Quantos jantares em família foram verdadeiras missões de reconhecimento?

Elena pressionou os lábios perto da orelha.

“Há algo mais que você precisa saber”, ela sussurrou, com a voz carregada de um peso que fez o peito de Vincent apertar.

“Não se trata apenas de dinheiro ou território.”

Parte 2
Vincent não respondeu.

Ele simplesmente olhou para Elena.

Em trinta anos, ninguém havia conseguido surpreendê-lo duas vezes na mesma noite.

No entanto, de alguma forma, a discreta empregada que dobrava suas camisas e lhe servia o café expresso matinal já havia feito isso.

Duas vezes.

"O que você quer dizer?" Ele falou em silêncio.
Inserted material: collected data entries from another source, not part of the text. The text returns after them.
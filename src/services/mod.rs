pub mod credential_service;
pub mod event_service;
pub mod participant_service;

pub use credential_service::CredentialService;
pub use event_service::EventService;
pub use participant_service::ParticipantService;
Elena finalmente tirou a mão da boca.

Sua voz era tão suave que quase não se ouvia.

“Eles não estão aqui para roubar seu império.”

Ela engoliu em seco.

“Eles estão aqui para exterminar sua linhagem.”

Ao sair do armário, Marcus parou de andar.

“A filha”, disse ele.

As palavras paralisaram Vincent.

"Alguém a encontrou?", perguntou Marcus.

Um dos homens respondeu.

- Não.

Marcos praguejou.

“Não podemos deixar nenhuma ponta solta.”

Vincent sentiu algo dentro de si se quebrar.

Sua filha.

Sófia.

A única pessoa que ele já amou mais do que o poder.

Ela havia abandonado os negócios da família anos antes, depois de implorar para que ele parasse com a violência.

Quando ele se recusou, ela desapareceu para outro estado com uma nova identidade.

Apenas três pessoas sabiam onde ele morava.

Vicente.

Marcos.

E seu advogado pessoal.

Marcus sabia disso.

É claro que eu sabia.

O próprio Vincent havia lhe confiado a informação.

Elena percebeu a expressão de profunda compreensão no rosto de Vincent.

"Eu os ouvi ontem", ela sussurrou.

“Eles já contrataram pessoas para encontrá-la.”

A respiração de Vincent diminuiu.

Quem o conhecia esperava raiva.

Tiros.

Vingança imediata.

Em vez de...

Seu rosto ficou terrivelmente calmo.

Porque o tranquilo Vincent Torino era a versão mais perigosa de todas.

Lá fora, o celular de Marcus estava vibrando.
– Sim?

Ele escutou por alguns segundos.

Então ele sorriu.

"Perfeito".

Ele se virou em direção à porta do quarto.

“Nossa equipe acabou de desativar as câmeras da porta da frente novamente.”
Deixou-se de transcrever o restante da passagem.